【发布时间】:2020-10-19 03:28:27
【问题描述】:
我做了以下事情:
- 拆分测试和训练数据。
- 确保测试数据和训练数据之间没有共同点。
- 进行放大以使训练数据具有相同数量的“是”和“否”。
但是,我总是得到 1.0 的最佳参数。这是为什么呢?
这是完整的代码:
from sklearn.tree import DecisionTreeClassifier
from random import randrange
import numpy as np
import seaborn as sns
import pandas as pd
import pandas.util.testing as tm
import matplotlib.pyplot as plt
from sklearn import preprocessing
参考(用于转换文本>数字):
https://www.kaggle.com/pavansubhasht/ibm-hr-analytics-attrition-dataset/discussion/86957
url = "https://raw.githubusercontent.com/furkan-ozbudak/machine-learning/master/input.csv"
# Import data
dataFrame = pd.read_csv(url)
# Drop non-priority features/columns
dataFrame = dataFrame.drop(columns=['Education', 'EmployeeCount', 'NumCompaniesWorked', 'Over18'])
features = [
'Attrition',
'BusinessTravel',
'Department',
'EducationField',
'Gender',
'JobRole',
'MaritalStatus',
'OverTime'
]
stringToNumericDict = {
"Yes":1, "No":0, "Y":1, "N":0,
"Non-Travel":0, "Travel_Frequently":2, "Travel_Rarely": 3,
"Research & Development": 2, "Human Resources":"1", "Sales": 3,
"Life Sciences": 2, "Medical":4, "Other":5, "Marketing": 3, "Technical Degree":6,
"Male": 2, "Female":1,
"Laboratory Technician": 3, "Healthcare Representative": 1, "Manufacturing Director":5,
"Sales Executive": 8, "Research Scientist": 7, "Research Director": 6,"Sales Representative": 9,
"Manager": 4,
"Married": 2, "Divorced": 1, "Single": 3,
}
# Convert Alphabets > Numeric
for feature in features:
dataFrame[feature].replace(stringToNumericDict, inplace=True)

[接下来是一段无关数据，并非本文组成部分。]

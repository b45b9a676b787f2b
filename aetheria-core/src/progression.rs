//! Quest progression: the submission workflow and crystal attunement.
//!
//! One controller invocation runs a whole submission to completion: oracle
//! evaluation, submission recording, then either the pass branch (XP, level,
//! artifact) or the fail branch (quest failed, knowledge crystal, redemption
//! quest). The controller holds no entity state of its own; every operation
//! reads the current collections from the store and writes the new ones back.

use std::sync::Arc;

use tracing::{info, warn};
use uuid::Uuid;

use crate::error::ProgressionError;
use crate::leveling::{level_for_xp, title_for_level};
use crate::oracle::EvaluationOracle;
use crate::sanitize::{sanitize_html, sanitize_plain_text};
use crate::store::ContentStore;
use crate::theme::Theme;
use crate::types::{
    Artifact, KnowledgeCrystal, Quest, QuestStatus, Submission, UserProfile,
};

/// Score at or above which a submission passes. Fixed, not per-quest.
pub const PASS_THRESHOLD: u8 = 70;

/// Score at or above which a passing submission also mints an artifact.
pub const ARTIFACT_THRESHOLD: u8 = 90;

/// A level increase surfaced to the caller for celebration. Notification
/// data only; the new level itself is stored on the profile.
#[derive(Debug, Clone, PartialEq, Eq)]
pub struct LevelUp {
    pub level: u32,
    pub title: &'static str,
}

/// Result of a quest submission, for the caller to present.
#[derive(Debug, Clone)]
pub enum QuestOutcome {
    /// Score reached the pass threshold.
    Passed {
        submission: Submission,
        xp_gained: u32,
        level_up: Option<LevelUp>,
        artifact: Option<Artifact>,
    },
    /// Score fell short; a study aid and a locked retry were generated.
    Failed {
        submission: Submission,
        crystal: KnowledgeCrystal,
        redemption: Quest,
    },
}

/// The quest-submission workflow.
pub struct ProgressionController {
    store: Arc<dyn ContentStore>,
    oracle: Arc<dyn EvaluationOracle>,
    theme: Theme,
}

impl ProgressionController {
    pub fn new(
        store: Arc<dyn ContentStore>,
        oracle: Arc<dyn EvaluationOracle>,
        theme: Theme,
    ) -> Self {
        Self {
            store,
            oracle,
            theme,
        }
    }

    /// Submit a learner's answer for a quest and run the full progression
    /// workflow.
    ///
    /// An evaluation failure aborts before any mutation. Once the submission
    /// and quest status are committed, failures in the follow-up generation
    /// calls (study guide, redemption draft) propagate without rolling the
    /// committed state back.
    pub async fn submit(
        &self,
        quest_id: Uuid,
        student_id: &str,
        content: &str,
    ) -> Result<QuestOutcome, ProgressionError> {
        if content.trim().is_empty() {
            return Err(ProgressionError::EmptySubmission);
        }

        let mut quests = self.store.quests().await?;
        let quest = quests
            .iter()
            .find(|q| q.id == quest_id)
            .cloned()
            .ok_or(ProgressionError::QuestNotFound(quest_id))?;

        // The UI gates access too, but re-validate here so a stale caller
        // cannot submit against a locked or already-completed quest.
        if matches!(quest.status, QuestStatus::Locked | QuestStatus::Completed) {
            return Err(ProgressionError::InvalidQuestState {
                quest_id,
                status: quest.status,
            });
        }

        // Evaluation failures abort here, before any mutation.
        let evaluation = self.oracle.evaluate(&quest, content).await?;
        let feedback = sanitize_html(&evaluation.feedback);

        info!(
            quest_id = %quest_id,
            student_id,
            score = evaluation.score,
            "submission evaluated"
        );

        let submission =
            Submission::evaluated(quest_id, student_id, content, evaluation.score, feedback);
        let mut submissions = self.store.submissions().await?;
        submissions.push(submission.clone());
        self.store.put_submissions(&submissions).await?;

        if evaluation.score >= PASS_THRESHOLD {
            self.complete_quest(&mut quests, &quest, &submission, student_id)
                .await
        } else {
            self.fail_quest(&mut quests, &quest, &submission, student_id, content)
                .await
        }
    }

    /// Pass branch: award XP, recompute level, mark completed, and mint an
    /// artifact for exceptional scores.
    async fn complete_quest(
        &self,
        quests: &mut [Quest],
        quest: &Quest,
        submission: &Submission,
        student_id: &str,
    ) -> Result<QuestOutcome, ProgressionError> {
        let score = submission.score.unwrap_or(0);

        let mut profile = self
            .store
            .profile()
            .await?
            .unwrap_or_else(|| UserProfile::default_student(student_id));

        let old_level = profile.level;
        profile.xp = profile.xp.saturating_add(quest.xp_value);
        profile.level = level_for_xp(profile.xp);

        let level_up = (profile.level > old_level).then(|| LevelUp {
            level: profile.level,
            title: title_for_level(profile.level, profile.role),
        });
        if let Some(up) = &level_up {
            info!(level = up.level, title = up.title, "level up");
        }

        let artifact = (score >= ARTIFACT_THRESHOLD)
            .then(|| Artifact::for_quest(quest.id, &quest.name, score, self.theme));
        if let Some(found) = &artifact {
            info!(name = %found.name, rarity = %found.rarity, "artifact earned");
            profile.artifacts.push(found.clone());
        }

        self.store.put_profile(&profile).await?;

        set_status(quests, quest.id, QuestStatus::Completed);
        self.store.put_quests(quests).await?;

        Ok(QuestOutcome::Passed {
            submission: submission.clone(),
            xp_gained: quest.xp_value,
            level_up,
            artifact,
        })
    }

    /// Fail branch: mark the quest failed, then generate the study crystal
    /// and the locked redemption quest.
    ///
    /// The failed status is committed before the generation calls; if one of
    /// them fails after retries, the learner keeps the failed quest and the
    /// recorded submission with no crystal or redemption quest.
    async fn fail_quest(
        &self,
        quests: &mut Vec<Quest>,
        quest: &Quest,
        submission: &Submission,
        student_id: &str,
        content: &str,
    ) -> Result<QuestOutcome, ProgressionError> {
        let score = submission.score.unwrap_or(0);

        set_status(quests, quest.id, QuestStatus::Failed);
        self.store.put_quests(quests).await?;

        let guide = match self.oracle.study_guide(quest, content, score).await {
            Ok(guide) => guide,
            Err(err) => {
                warn!(quest_id = %quest.id, error = %err, "study guide generation failed");
                return Err(err.into());
            }
        };

        let crystal = KnowledgeCrystal::new(
            quest.id,
            student_id,
            format!("Understanding {}", quest.name),
            sanitize_html(&guide),
        );
        let mut crystals = self.store.crystals().await?;
        crystals.push(crystal.clone());
        self.store.put_crystals(&crystals).await?;

        let draft = match self.oracle.redemption_draft(quest).await {
            Ok(draft) => draft,
            Err(err) => {
                warn!(quest_id = %quest.id, error = %err, "redemption draft generation failed");
                return Err(err.into());
            }
        };

        let redemption = Quest::redemption(
            quest,
            sanitize_plain_text(&draft.name),
            sanitize_html(&draft.description),
            crystal.id,
        );
        quests.push(redemption.clone());
        self.store.put_quests(quests).await?;

        info!(
            quest_id = %quest.id,
            crystal_id = %crystal.id,
            redemption_id = %redemption.id,
            "redemption path created"
        );

        Ok(QuestOutcome::Failed {
            submission: submission.clone(),
            crystal,
            redemption,
        })
    }

    /// Attune a knowledge crystal and unlock every locked quest gated on it.
    ///
    /// Idempotent: attuning an already-attuned crystal succeeds without a
    /// second flag write. Returns the ids of quests that became available.
    pub async fn attune_crystal(&self, crystal_id: Uuid) -> Result<Vec<Uuid>, ProgressionError> {
        let mut crystals = self.store.crystals().await?;
        let crystal = crystals
            .iter_mut()
            .find(|c| c.id == crystal_id)
            .ok_or(ProgressionError::CrystalNotFound(crystal_id))?;

        if !crystal.is_attuned {
            crystal.is_attuned = true;
            self.store.put_crystals(&crystals).await?;
        }

        let mut quests = self.store.quests().await?;
        let mut unlocked = Vec::new();
        for quest in quests.iter_mut() {
            if quest.status == QuestStatus::Locked && quest.prerequisite_ids.contains(&crystal_id)
            {
                quest.status = QuestStatus::Available;
                unlocked.push(quest.id);
            }
        }
        if !unlocked.is_empty() {
            self.store.put_quests(&quests).await?;
            info!(crystal_id = %crystal_id, unlocked = unlocked.len(), "quests unlocked");
        }

        Ok(unlocked)
    }

    /// Manually re-grade a submission (teacher action).
    ///
    /// Updates the existing record in place: score, sanitized feedback, and
    /// the evaluation timestamp change together.
    pub async fn regrade(
        &self,
        submission_id: Uuid,
        score: u32,
        feedback: &str,
    ) -> Result<Submission, ProgressionError> {
        if score > 100 {
            return Err(ProgressionError::ScoreOutOfRange(score));
        }

        let mut submissions = self.store.submissions().await?;
        let submission = submissions
            .iter_mut()
            .find(|s| s.id == submission_id)
            .ok_or(ProgressionError::SubmissionNotFound(submission_id))?;

        submission.apply_grade(score as u8, sanitize_html(feedback));
        let updated = submission.clone();
        self.store.put_submissions(&submissions).await?;

        info!(submission_id = %submission_id, score, "submission re-graded");
        Ok(updated)
    }
}

fn set_status(quests: &mut [Quest], quest_id: Uuid, status: QuestStatus) {
    if let Some(quest) = quests.iter_mut().find(|q| q.id == quest_id) {
        quest.status = status;
    }
}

from sklearn.model_selection import train_test_split
from sklearn.metrics import accuracy_score
y = dataFrame['Attrition']
在这里,我将数据拆分以进行测试和训练。
X_train, X_test, y_train, y_test = train_test_split(dataFrame, y, test_size=0.3, random_state=1)

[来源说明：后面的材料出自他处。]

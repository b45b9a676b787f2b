//! Artifact: a rarity-tiered collectible reward for high scores.

use chrono::{DateTime, Utc};
use rand::seq::SliceRandom;
use serde::{Deserialize, Serialize};
use uuid::Uuid;

use crate::theme::Theme;

/// Rarity tier of an artifact.
#[derive(Debug, Clone, Copy, PartialEq, Eq, PartialOrd, Ord, Serialize, Deserialize)]
#[serde(rename_all = "lowercase")]
pub enum Rarity {
    Common,
    Rare,
    Epic,
    Legendary,
}

impl Rarity {
    /// Map an evaluation score to a rarity tier.
    ///
    /// Boundary values belong to the higher tier: 98 is legendary, 95 is
    /// epic, 90 is rare.
    pub fn from_score(score: u8) -> Self {
        match score {
            98..=u8::MAX => Rarity::Legendary,
            95..=97 => Rarity::Epic,
            90..=94 => Rarity::Rare,
            _ => Rarity::Common,
        }
    }

    pub fn as_str(&self) -> &'static str {
        match self {
            Rarity::Common => "common",
            Rarity::Rare => "rare",
            Rarity::Epic => "epic",
            Rarity::Legendary => "legendary",
        }
    }
}

impl std::fmt::Display for Rarity {
    fn fmt(&self, f: &mut std::fmt::Formatter<'_>) -> std::fmt::Result {
        write!(f, "{}", self.as_str())
    }
}

/// A collectible reward granted for exceptional quest performance.
///
/// Immutable once granted.
#[derive(Debug, Clone, PartialEq, Serialize, Deserialize)]
#[serde(rename_all = "camelCase")]
pub struct Artifact {
    pub id: Uuid,
    pub name: String,
    pub description: String,
    pub rarity: Rarity,
    pub earned_at: DateTime<Utc>,
    /// Quest whose completion triggered this artifact.
    pub quest_id: Uuid,
}

impl Artifact {
    /// Mint an artifact for a high-scoring quest completion.
    ///
    /// The name combines a theme-specific prefix/suffix pair with a word
    /// drawn from the quest name; the rarity is derived from the score.
    pub fn for_quest(quest_id: Uuid, quest_name: &str, score: u8, theme: Theme) -> Self {
        Self {
            id: Uuid::new_v4(),
            name: generate_name(quest_name, theme),
            description: format!(
                "Earned for exceptional performance on \"{}\". This artifact represents your mastery.",
                quest_name
            ),
            rarity: Rarity::from_score(score),
            earned_at: Utc::now(),
            quest_id,
        }
    }
}

/// Generate an artifact name like "Enchanted Tome of Fractions".
///
/// The concept word is any quest-name word longer than four characters,
/// falling back to "Mastery" for short names.
pub fn generate_name(quest_name: &str, theme: Theme) -> String {
    let mut rng = rand::thread_rng();

    let prefix = theme
        .artifact_prefixes()
        .choose(&mut rng)
        .copied()
        .unwrap_or("Curious");
    let suffix = theme
        .artifact_suffixes()
        .choose(&mut rng)
        .copied()
        .unwrap_or("Relic");

    let concept_words: Vec<&str> = quest_name.split(' ').filter(|w| w.len() > 4).collect();
    let concept = concept_words.choose(&mut rng).copied().unwrap_or("Mastery");

    format!("{} {} of {}", prefix, suffix, concept)
}

#[cfg(test)]
mod tests {
    use super::*;

    // ==================== Rarity Tests ====================

    #[test]
    fn rarity_tier_boundaries() {
        assert_eq!(Rarity::from_score(89), Rarity::Common);
        assert_eq!(Rarity::from_score(90), Rarity::Rare);
        assert_eq!(Rarity::from_score(94), Rarity::Rare);
        assert_eq!(Rarity::from_score(95), Rarity::Epic);
        assert_eq!(Rarity::from_score(97), Rarity::Epic);
        assert_eq!(Rarity::from_score(98), Rarity::Legendary);
        assert_eq!(Rarity::from_score(100), Rarity::Legendary);
    }

    #[test]
    fn rarity_is_monotone_in_score() {
        let mut previous = Rarity::from_score(0);
        for score in 0..=100u8 {
            let rarity = Rarity::from_score(score);
            assert!(rarity >= previous, "rarity dropped at score {}", score);
            previous = rarity;
        }
    }

    #[test]
    fn rarity_serializes_lowercase() {
        assert_eq!(
            serde_json::to_string(&Rarity::Legendary).unwrap(),
            "\"legendary\""
        );
    }

    // ==================== Name Generation Tests ====================

    #[test]
    fn generated_name_uses_theme_vocabulary() {
        let name = generate_name("Fractions of the Void", Theme::Fantasy);
        let prefix_ok = Theme::Fantasy
            .artifact_prefixes()
            .iter()
            .any(|p| name.starts_with(p));
        assert!(prefix_ok, "unexpected name: {}", name);
        assert!(name.contains(" of "));
    }

    #[test]
    fn generated_name_picks_long_quest_word() {
        // Only "Fractions" is longer than four characters.
        let name = generate_name("Fractions of the Void", Theme::Modern);
        assert!(name.ends_with("Fractions"), "unexpected name: {}", name);
    }

    #[test]
    fn generated_name_falls_back_to_mastery() {
        let name = generate_name("Sums", Theme::Scifi);
        assert!(name.ends_with("Mastery"), "unexpected name: {}", name);
    }

    #[test]
    fn artifact_for_quest_derives_rarity() {
        let artifact = Artifact::for_quest(Uuid::new_v4(), "Quantum Entanglement", 98, Theme::Scifi);
        assert_eq!(artifact.rarity, Rarity::Legendary);
        assert!(artifact.description.contains("Quantum Entanglement"));
    }
}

在这里,我正在对训练数据进行上采样,因为它具有多数否。在这一步之后,是和否都是 50%。
from sklearn.utils import resample
df_majority = X_train[X_train['Attrition']==0] # 0 = No
df_minority = X_train[X_train['Attrition']==1]
print("Count of 'No': %d(majority), Count of Yes: %d(minority)" % (len(df_majority), len(df_minority)))
# Upsample minority class
df_minority_upsampled = resample(df_minority,
replace=True, # sample with replacement
n_samples=869, # to match majority class
random_state=50) # reproducible results
# Combine majority class with upsampled minority class
X_train = pd.concat([df_majority, df_minority_upsampled])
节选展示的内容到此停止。